(EXERCISE BRIEF): Whenever a line in the data below includes the string "same", copy it out.

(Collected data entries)
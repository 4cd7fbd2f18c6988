/*
 *
 * Copyright 2025 Crossbar authors.
 *
 * Licensed under the Apache License, Version 2.0 (the "License");
 * you may not use this file except in compliance with the License.
 * You may obtain a copy of the License at
 *
 *     http://www.apache.org/licenses/LICENSE-2.0
 *
 * Unless required by applicable law or agreed to in writing, software
 * distributed under the License is distributed on an "AS IS" BASIS,
 * WITHOUT WARRANTIES OR CONDITIONS OF ANY KIND, either express or implied.
 * See the License for the specific language governing permissions and
 * limitations under the License.
 *
 */

//! Shared plumbing for the crate's pluggable-component registries.  Name
//! resolvers, LB policies, and transports are all registered the same way:
//! a string key mapping to a shared trait object.

use std::collections::BTreeMap;
use std::sync::Arc;

use parking_lot::RwLock;

/// A shared, string-keyed collection of pluggable components.
///
/// Clones are cheap and observe the same entries, which is what lets a
/// channel hold a registry while the application keeps registering into it.
/// Registering a key again replaces the earlier entry.
pub(crate) struct SharedRegistry<T: ?Sized + Send + Sync> {
    entries: Arc<RwLock<BTreeMap<String, Arc<T>>>>,
}

impl<T: ?Sized + Send + Sync> SharedRegistry<T> {
    pub(crate) fn new() -> Self {
        Self {
            entries: Arc::new(RwLock::new(BTreeMap::new())),
        }
    }

    /// Stores `value` under `key`, returning the entry it replaced.
    pub(crate) fn insert(&self, key: &str, value: Arc<T>) -> Option<Arc<T>> {
        self.entries.write().insert(key.to_string(), value)
    }

    pub(crate) fn get(&self, key: &str) -> Option<Arc<T>> {
        self.entries.read().get(key).cloned()
    }
}

impl<T: ?Sized + Send + Sync> Clone for SharedRegistry<T> {
    fn clone(&self) -> Self {
        Self {
            entries: self.entries.clone(),
        }
    }
}

impl<T: ?Sized + Send + Sync> Default for SharedRegistry<T> {
    fn default() -> Self {
        Self::new()
    }
}

#[cfg(test)]
mod test {
    use std::sync::Arc;

    use super::SharedRegistry;

    #[test]
    fn later_registrations_replace_earlier_ones() {
        let registry: SharedRegistry<str> = SharedRegistry::new();
        assert!(registry.insert("k", Arc::from("one")).is_none());
        let replaced = registry.insert("k", Arc::from("two")).unwrap();
        assert_eq!(&*replaced, "one");
        assert_eq!(&*registry.get("k").unwrap(), "two");
        assert!(registry.get("other").is_none());
    }

    #[test]
    fn clones_share_entries() {
        let registry: SharedRegistry<str> = SharedRegistry::new();
        let clone = registry.clone();
        registry.insert("k", Arc::from("v"));
        assert!(clone.get("k").is_some());
    }
}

(EXERCISE OUTPUT):
//! resolvers, LB policies, and transports are all registered the same way:
/// Clones are cheap and observe the same entries, which is what lets a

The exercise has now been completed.